====== DATA TO USE ======

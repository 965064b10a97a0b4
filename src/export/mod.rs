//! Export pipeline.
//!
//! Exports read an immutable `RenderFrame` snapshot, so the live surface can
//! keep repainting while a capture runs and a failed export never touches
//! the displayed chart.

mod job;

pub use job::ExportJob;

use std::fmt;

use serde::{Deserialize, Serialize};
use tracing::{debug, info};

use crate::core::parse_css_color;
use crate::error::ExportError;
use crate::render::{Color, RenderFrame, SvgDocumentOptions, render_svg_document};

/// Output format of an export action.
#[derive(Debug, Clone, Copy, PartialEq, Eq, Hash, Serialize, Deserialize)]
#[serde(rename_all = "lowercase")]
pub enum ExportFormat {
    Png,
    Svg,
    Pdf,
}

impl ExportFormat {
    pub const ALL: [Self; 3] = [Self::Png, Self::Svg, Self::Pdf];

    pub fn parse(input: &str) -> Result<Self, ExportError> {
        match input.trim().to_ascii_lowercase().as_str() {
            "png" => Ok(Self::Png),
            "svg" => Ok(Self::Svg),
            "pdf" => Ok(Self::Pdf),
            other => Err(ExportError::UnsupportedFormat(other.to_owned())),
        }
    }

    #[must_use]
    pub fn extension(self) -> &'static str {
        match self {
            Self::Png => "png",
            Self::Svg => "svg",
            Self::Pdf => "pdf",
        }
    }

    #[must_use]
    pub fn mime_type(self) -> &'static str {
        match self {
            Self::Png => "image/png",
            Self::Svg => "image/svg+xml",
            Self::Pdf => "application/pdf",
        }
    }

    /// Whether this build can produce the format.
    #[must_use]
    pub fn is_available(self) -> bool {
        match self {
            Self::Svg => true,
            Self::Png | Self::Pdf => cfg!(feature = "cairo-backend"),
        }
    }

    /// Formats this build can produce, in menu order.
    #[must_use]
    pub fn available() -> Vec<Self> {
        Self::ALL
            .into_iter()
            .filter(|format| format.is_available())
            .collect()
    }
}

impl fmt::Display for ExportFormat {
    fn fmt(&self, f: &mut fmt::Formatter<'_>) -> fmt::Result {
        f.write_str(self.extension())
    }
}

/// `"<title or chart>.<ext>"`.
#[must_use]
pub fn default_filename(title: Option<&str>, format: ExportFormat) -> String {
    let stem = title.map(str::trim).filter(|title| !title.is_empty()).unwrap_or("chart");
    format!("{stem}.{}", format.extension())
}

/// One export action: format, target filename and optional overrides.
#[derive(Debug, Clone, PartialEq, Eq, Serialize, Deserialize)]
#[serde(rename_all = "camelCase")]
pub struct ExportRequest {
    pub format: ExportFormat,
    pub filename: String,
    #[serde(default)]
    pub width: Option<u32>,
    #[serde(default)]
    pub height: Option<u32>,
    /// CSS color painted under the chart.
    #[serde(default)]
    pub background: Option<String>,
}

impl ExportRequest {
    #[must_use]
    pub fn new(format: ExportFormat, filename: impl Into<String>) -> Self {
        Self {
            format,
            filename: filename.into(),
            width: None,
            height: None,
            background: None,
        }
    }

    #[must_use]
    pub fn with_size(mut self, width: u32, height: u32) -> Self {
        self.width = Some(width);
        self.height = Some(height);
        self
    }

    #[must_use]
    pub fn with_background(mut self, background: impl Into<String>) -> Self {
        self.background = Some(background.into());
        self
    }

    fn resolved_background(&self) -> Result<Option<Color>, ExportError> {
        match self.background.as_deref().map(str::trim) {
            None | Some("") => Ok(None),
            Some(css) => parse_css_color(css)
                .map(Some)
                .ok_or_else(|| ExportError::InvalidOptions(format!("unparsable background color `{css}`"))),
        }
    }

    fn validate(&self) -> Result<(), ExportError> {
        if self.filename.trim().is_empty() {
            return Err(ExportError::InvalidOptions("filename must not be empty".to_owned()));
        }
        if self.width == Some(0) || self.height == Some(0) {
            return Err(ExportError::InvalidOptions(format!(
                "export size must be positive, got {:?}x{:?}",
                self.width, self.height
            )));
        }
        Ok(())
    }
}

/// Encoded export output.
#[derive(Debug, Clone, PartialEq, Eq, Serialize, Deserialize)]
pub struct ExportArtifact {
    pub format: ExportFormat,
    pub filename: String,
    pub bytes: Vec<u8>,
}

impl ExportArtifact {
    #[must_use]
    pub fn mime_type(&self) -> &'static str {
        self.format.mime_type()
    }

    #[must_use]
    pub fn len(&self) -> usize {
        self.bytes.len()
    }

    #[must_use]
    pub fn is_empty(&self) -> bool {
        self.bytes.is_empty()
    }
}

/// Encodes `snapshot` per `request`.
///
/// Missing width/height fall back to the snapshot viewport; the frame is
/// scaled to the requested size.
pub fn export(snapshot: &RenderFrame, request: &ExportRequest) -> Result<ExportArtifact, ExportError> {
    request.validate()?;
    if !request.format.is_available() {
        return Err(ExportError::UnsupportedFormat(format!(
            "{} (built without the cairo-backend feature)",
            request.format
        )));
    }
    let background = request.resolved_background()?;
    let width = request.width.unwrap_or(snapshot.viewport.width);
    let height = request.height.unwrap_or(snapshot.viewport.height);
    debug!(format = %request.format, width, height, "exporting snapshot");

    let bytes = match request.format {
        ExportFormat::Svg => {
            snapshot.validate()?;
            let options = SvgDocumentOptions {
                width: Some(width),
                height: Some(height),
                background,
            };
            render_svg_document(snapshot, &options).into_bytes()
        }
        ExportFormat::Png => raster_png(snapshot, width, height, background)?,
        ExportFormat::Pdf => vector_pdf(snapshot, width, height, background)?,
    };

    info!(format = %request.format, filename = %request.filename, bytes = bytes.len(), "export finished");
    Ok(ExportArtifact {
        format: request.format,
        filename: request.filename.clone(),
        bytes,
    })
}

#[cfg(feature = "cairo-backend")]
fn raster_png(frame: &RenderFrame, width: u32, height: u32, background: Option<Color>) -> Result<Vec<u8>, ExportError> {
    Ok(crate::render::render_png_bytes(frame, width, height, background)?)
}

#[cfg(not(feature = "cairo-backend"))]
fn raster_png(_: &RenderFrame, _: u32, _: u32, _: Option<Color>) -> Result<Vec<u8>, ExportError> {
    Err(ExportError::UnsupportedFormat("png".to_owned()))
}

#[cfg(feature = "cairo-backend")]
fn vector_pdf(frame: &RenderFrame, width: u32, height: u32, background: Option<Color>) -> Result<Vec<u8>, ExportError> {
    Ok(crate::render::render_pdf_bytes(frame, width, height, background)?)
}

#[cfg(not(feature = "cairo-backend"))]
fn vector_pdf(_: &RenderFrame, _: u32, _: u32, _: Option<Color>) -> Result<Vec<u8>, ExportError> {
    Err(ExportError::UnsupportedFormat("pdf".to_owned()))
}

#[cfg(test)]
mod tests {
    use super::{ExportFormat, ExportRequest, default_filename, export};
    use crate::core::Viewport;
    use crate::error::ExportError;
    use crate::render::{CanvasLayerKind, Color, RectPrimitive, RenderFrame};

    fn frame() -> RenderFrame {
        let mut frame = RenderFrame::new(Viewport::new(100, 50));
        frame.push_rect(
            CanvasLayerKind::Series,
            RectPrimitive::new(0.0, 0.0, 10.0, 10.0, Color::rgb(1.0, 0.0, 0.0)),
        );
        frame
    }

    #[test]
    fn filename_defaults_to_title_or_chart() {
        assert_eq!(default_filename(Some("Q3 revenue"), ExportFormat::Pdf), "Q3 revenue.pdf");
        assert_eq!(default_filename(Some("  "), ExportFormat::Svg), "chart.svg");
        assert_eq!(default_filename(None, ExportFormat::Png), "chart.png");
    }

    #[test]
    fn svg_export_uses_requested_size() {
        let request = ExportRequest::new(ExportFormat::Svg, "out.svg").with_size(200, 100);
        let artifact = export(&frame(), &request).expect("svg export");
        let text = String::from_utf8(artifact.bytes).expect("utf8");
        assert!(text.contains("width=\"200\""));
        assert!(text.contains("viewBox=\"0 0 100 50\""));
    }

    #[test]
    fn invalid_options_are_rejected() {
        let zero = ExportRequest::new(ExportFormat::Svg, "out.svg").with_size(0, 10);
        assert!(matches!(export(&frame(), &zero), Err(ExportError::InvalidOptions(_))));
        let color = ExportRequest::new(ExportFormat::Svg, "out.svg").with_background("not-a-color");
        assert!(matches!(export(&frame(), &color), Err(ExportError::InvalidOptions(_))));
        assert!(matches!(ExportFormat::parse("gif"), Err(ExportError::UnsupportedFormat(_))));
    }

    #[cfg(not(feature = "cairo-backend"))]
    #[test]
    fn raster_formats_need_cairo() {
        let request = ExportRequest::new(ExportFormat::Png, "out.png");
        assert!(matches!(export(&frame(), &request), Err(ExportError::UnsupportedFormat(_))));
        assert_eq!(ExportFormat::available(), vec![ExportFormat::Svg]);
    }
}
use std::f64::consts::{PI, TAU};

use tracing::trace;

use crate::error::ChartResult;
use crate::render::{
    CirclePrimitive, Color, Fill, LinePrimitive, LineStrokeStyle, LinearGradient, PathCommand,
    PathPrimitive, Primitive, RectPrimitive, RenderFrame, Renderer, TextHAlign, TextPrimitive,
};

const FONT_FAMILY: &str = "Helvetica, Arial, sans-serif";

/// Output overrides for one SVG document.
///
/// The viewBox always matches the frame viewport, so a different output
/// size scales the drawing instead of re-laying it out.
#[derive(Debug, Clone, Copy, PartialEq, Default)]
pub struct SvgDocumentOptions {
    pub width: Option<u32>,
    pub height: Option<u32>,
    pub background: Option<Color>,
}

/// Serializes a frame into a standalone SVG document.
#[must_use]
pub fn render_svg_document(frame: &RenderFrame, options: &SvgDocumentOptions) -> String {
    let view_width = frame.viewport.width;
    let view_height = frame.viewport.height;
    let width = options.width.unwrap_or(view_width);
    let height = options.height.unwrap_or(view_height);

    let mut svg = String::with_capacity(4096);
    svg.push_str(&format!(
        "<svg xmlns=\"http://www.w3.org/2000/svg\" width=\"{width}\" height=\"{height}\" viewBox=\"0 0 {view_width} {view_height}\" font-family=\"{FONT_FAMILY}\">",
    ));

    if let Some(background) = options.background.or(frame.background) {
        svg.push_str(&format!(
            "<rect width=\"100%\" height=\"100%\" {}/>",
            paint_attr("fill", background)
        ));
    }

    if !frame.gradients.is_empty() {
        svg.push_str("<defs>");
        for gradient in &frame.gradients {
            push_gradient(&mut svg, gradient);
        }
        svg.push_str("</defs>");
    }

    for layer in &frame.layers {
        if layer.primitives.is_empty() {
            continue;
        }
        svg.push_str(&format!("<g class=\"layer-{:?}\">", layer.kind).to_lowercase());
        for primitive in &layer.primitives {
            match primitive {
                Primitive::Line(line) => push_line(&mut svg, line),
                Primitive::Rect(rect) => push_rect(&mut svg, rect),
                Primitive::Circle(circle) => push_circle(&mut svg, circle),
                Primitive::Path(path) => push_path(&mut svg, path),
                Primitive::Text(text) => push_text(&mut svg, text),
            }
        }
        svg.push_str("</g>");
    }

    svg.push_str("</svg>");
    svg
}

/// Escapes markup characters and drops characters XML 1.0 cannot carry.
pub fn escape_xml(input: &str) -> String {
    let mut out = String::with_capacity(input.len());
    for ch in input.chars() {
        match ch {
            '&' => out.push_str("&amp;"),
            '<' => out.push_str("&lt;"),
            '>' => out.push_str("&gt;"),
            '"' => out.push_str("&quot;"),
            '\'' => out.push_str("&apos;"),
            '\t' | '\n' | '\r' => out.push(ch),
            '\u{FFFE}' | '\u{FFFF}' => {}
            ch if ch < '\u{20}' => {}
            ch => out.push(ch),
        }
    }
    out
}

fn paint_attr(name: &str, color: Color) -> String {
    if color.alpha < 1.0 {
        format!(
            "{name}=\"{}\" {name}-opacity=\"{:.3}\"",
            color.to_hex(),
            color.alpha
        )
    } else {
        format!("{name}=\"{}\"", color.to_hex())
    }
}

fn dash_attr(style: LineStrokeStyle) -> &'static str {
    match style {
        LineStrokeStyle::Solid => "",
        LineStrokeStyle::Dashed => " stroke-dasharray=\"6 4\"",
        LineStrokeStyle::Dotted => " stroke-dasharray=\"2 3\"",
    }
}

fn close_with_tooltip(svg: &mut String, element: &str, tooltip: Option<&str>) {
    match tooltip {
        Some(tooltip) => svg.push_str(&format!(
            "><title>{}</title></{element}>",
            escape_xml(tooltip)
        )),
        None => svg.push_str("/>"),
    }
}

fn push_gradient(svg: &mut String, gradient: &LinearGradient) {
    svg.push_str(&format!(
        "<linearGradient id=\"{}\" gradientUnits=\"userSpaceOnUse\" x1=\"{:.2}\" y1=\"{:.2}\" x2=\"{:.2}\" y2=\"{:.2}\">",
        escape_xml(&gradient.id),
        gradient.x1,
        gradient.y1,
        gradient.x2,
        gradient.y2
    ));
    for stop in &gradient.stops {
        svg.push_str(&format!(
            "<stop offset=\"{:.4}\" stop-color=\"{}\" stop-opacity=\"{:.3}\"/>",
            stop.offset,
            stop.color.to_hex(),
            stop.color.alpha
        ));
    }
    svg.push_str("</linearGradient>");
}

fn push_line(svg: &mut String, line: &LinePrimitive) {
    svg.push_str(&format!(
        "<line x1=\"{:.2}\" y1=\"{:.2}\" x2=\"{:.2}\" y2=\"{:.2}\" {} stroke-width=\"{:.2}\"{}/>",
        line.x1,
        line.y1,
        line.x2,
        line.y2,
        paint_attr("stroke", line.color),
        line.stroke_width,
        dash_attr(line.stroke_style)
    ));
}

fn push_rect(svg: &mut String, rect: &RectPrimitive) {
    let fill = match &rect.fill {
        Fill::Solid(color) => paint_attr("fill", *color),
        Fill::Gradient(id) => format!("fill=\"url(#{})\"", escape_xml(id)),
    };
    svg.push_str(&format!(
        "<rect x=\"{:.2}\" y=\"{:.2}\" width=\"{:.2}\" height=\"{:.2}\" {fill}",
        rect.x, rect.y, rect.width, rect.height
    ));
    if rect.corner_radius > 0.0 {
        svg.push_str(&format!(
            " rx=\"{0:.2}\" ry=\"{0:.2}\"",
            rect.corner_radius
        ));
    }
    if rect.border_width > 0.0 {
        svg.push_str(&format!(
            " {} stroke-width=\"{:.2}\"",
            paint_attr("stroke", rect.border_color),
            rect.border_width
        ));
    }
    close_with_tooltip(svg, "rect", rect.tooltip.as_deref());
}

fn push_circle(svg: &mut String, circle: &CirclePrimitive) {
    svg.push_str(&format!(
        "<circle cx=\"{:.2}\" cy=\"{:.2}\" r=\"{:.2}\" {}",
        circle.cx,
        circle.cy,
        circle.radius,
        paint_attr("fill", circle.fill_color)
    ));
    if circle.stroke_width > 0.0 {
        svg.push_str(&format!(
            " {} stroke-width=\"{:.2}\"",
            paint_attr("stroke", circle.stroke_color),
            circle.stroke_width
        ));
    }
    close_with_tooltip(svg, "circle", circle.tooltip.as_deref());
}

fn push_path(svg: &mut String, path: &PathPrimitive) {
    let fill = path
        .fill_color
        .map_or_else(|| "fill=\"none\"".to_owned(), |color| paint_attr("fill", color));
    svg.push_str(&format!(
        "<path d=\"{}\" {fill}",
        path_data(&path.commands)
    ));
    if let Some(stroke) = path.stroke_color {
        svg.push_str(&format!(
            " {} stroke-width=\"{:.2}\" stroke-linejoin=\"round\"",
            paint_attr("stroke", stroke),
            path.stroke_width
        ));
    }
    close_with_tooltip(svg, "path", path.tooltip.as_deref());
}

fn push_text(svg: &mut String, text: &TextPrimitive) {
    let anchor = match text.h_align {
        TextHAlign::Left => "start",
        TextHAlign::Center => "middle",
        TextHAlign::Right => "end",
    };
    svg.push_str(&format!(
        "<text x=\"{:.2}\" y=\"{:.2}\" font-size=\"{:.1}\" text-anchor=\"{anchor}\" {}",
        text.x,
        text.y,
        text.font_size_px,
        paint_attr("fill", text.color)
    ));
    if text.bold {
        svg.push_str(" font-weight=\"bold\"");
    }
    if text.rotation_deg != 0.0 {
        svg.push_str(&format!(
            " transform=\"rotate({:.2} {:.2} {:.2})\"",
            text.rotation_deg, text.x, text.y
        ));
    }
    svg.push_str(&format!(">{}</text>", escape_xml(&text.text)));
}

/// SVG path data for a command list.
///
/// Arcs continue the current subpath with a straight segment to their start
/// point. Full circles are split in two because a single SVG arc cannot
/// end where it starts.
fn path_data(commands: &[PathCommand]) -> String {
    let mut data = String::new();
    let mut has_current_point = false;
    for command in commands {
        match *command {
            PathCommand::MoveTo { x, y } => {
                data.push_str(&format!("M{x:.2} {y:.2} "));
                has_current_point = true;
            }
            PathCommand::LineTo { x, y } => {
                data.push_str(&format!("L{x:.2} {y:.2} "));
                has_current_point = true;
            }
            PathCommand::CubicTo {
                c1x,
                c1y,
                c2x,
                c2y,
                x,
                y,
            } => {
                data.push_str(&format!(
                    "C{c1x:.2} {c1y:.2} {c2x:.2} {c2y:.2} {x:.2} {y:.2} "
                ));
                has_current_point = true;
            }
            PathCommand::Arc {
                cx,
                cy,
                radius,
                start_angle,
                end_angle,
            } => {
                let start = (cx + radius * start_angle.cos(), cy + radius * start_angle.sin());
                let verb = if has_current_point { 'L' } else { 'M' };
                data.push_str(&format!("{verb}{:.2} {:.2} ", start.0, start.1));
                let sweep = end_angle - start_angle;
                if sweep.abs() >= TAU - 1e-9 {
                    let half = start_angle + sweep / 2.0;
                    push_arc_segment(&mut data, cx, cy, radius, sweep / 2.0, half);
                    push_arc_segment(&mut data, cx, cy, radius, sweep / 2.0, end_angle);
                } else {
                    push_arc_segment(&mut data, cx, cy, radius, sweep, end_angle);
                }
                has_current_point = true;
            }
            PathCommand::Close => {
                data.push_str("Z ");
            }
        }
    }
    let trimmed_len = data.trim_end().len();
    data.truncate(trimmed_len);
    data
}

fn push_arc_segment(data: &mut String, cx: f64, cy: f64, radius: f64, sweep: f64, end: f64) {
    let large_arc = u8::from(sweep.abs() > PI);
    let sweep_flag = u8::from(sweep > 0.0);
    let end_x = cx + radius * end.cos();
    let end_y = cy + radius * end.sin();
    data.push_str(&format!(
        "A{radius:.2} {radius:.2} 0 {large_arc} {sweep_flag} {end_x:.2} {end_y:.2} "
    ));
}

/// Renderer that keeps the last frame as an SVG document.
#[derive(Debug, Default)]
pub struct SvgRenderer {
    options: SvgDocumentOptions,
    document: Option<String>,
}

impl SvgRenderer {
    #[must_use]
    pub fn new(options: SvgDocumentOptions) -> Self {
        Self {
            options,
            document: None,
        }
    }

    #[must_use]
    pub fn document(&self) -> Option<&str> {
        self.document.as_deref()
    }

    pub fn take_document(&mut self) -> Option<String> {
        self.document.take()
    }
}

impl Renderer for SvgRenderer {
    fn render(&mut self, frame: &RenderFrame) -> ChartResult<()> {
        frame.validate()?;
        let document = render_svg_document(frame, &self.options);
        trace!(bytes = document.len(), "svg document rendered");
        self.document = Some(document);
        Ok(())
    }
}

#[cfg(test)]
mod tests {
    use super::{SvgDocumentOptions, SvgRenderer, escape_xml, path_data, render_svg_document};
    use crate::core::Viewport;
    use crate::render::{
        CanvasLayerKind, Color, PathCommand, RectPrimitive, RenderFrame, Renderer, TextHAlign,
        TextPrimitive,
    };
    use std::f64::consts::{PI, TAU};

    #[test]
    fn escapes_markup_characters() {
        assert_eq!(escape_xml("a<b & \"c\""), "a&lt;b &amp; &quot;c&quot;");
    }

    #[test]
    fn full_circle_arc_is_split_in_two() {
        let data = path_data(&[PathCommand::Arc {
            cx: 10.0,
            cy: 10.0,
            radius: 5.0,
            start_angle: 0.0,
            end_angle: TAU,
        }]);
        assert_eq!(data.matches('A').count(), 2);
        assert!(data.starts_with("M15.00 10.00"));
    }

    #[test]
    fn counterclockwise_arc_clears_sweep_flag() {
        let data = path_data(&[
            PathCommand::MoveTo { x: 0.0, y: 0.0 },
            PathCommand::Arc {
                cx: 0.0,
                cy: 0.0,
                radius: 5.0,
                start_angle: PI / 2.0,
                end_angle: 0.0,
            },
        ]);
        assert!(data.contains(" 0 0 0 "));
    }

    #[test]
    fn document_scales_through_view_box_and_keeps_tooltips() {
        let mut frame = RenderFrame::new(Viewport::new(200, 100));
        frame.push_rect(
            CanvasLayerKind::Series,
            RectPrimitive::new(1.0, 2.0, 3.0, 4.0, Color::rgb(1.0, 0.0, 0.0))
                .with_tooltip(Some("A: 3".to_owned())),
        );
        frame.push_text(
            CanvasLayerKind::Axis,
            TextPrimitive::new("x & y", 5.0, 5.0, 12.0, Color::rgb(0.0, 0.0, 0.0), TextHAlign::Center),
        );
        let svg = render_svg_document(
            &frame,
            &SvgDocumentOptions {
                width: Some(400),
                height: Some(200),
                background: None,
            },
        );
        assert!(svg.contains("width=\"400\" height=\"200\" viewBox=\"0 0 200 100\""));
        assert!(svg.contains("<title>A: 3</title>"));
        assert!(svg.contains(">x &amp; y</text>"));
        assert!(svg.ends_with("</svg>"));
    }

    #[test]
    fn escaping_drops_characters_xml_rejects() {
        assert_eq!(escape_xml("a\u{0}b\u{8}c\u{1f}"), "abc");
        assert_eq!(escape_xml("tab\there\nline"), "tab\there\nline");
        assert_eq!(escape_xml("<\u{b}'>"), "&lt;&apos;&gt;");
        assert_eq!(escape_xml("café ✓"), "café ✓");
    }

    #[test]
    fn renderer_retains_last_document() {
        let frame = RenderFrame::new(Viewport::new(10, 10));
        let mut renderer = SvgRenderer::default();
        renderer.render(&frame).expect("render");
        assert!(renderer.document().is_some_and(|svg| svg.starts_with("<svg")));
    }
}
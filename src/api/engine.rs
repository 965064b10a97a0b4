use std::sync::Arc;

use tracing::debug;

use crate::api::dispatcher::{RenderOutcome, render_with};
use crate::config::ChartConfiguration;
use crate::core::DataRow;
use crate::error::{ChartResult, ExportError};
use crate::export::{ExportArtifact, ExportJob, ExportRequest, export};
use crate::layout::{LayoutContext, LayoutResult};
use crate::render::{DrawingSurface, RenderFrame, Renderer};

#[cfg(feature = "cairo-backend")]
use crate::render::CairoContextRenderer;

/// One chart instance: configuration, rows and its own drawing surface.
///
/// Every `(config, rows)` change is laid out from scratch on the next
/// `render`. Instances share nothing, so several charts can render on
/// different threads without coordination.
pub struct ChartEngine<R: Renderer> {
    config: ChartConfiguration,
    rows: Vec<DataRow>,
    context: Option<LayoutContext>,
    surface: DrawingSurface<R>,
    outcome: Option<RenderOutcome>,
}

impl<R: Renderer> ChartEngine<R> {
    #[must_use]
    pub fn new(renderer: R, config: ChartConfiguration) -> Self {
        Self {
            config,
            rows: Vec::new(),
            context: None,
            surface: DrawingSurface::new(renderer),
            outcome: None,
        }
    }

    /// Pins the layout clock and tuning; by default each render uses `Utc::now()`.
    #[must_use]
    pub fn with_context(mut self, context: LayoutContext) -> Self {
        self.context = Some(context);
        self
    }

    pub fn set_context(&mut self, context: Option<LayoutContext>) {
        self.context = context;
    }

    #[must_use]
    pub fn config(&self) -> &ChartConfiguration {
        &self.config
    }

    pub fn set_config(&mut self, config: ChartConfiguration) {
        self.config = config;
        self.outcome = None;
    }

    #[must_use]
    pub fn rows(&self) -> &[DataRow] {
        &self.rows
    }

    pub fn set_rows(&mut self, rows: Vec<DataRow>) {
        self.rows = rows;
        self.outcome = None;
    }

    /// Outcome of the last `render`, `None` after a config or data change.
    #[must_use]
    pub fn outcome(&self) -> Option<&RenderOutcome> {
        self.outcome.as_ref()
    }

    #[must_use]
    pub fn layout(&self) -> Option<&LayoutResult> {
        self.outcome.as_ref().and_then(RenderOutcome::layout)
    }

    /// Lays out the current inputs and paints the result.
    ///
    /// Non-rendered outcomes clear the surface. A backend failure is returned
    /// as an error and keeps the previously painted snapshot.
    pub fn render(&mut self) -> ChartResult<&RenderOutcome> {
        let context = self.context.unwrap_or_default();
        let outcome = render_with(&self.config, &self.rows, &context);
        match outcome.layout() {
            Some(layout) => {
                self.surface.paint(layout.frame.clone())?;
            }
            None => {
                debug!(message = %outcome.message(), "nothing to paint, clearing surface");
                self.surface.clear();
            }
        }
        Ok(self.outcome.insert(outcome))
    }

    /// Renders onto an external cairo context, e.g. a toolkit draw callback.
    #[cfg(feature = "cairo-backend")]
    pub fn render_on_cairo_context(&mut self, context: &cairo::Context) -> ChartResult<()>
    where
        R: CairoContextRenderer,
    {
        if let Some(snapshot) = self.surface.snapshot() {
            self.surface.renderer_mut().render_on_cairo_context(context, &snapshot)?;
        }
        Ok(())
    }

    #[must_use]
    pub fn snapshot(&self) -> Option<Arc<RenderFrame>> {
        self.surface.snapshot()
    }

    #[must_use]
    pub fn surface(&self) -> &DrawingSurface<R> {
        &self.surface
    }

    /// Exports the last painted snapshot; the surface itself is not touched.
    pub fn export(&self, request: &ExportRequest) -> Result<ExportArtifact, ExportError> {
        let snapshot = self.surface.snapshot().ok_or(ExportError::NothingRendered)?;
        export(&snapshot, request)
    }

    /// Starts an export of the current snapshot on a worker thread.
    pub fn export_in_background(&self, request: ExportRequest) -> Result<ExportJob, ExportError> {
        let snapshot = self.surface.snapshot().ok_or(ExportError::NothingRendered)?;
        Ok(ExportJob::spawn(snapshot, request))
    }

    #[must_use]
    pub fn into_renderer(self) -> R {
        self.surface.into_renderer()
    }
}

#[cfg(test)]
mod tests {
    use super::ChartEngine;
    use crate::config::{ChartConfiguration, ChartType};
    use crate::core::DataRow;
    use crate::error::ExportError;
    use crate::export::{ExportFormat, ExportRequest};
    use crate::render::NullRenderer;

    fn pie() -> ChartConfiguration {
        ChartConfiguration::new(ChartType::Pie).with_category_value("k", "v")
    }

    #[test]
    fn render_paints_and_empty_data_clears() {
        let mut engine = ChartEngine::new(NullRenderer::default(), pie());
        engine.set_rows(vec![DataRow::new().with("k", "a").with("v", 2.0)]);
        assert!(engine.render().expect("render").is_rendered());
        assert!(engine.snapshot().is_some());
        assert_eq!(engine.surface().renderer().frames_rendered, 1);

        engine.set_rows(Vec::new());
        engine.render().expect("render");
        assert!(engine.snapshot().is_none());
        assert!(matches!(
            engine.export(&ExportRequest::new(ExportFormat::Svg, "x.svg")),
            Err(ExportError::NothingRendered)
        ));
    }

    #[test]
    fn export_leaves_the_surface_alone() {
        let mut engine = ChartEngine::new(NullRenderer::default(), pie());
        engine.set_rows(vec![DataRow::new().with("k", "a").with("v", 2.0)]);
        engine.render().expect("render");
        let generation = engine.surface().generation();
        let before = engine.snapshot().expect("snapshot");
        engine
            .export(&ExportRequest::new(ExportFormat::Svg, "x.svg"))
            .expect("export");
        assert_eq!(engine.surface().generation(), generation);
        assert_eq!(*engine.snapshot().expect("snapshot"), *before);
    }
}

======

[EXERCISE BRIEF] Using the data above, transcribe the lines that run from the line with "on the next" to the line with "pub fn set_context(&mut", both ends kept, and output nothing else.

[WRITTEN SOLUTION]
/// Every `(config, rows)` change is laid out from scratch on the next
/// `render`. Instances share nothing, so several charts can render on
/// different threads without coordination.
pub struct ChartEngine<R: Renderer> {
    config: ChartConfiguration,
    rows: Vec<DataRow>,
    context: Option<LayoutContext>,
    surface: DrawingSurface<R>,
    outcome: Option<RenderOutcome>,
}

impl<R: Renderer> ChartEngine<R> {
    #[must_use]
    pub fn new(renderer: R, config: ChartConfiguration) -> Self {
        Self {
            config,
            rows: Vec::new(),
            context: None,
            surface: DrawingSurface::new(renderer),
            outcome: None,
        }
    }

    /// Pins the layout clock and tuning; by default each render uses `Utc::now()`.
    #[must_use]
    pub fn with_context(mut self, context: LayoutContext) -> Self {
        self.context = Some(context);
        self
    }

    pub fn set_context(&mut self, context: Option<LayoutContext>) {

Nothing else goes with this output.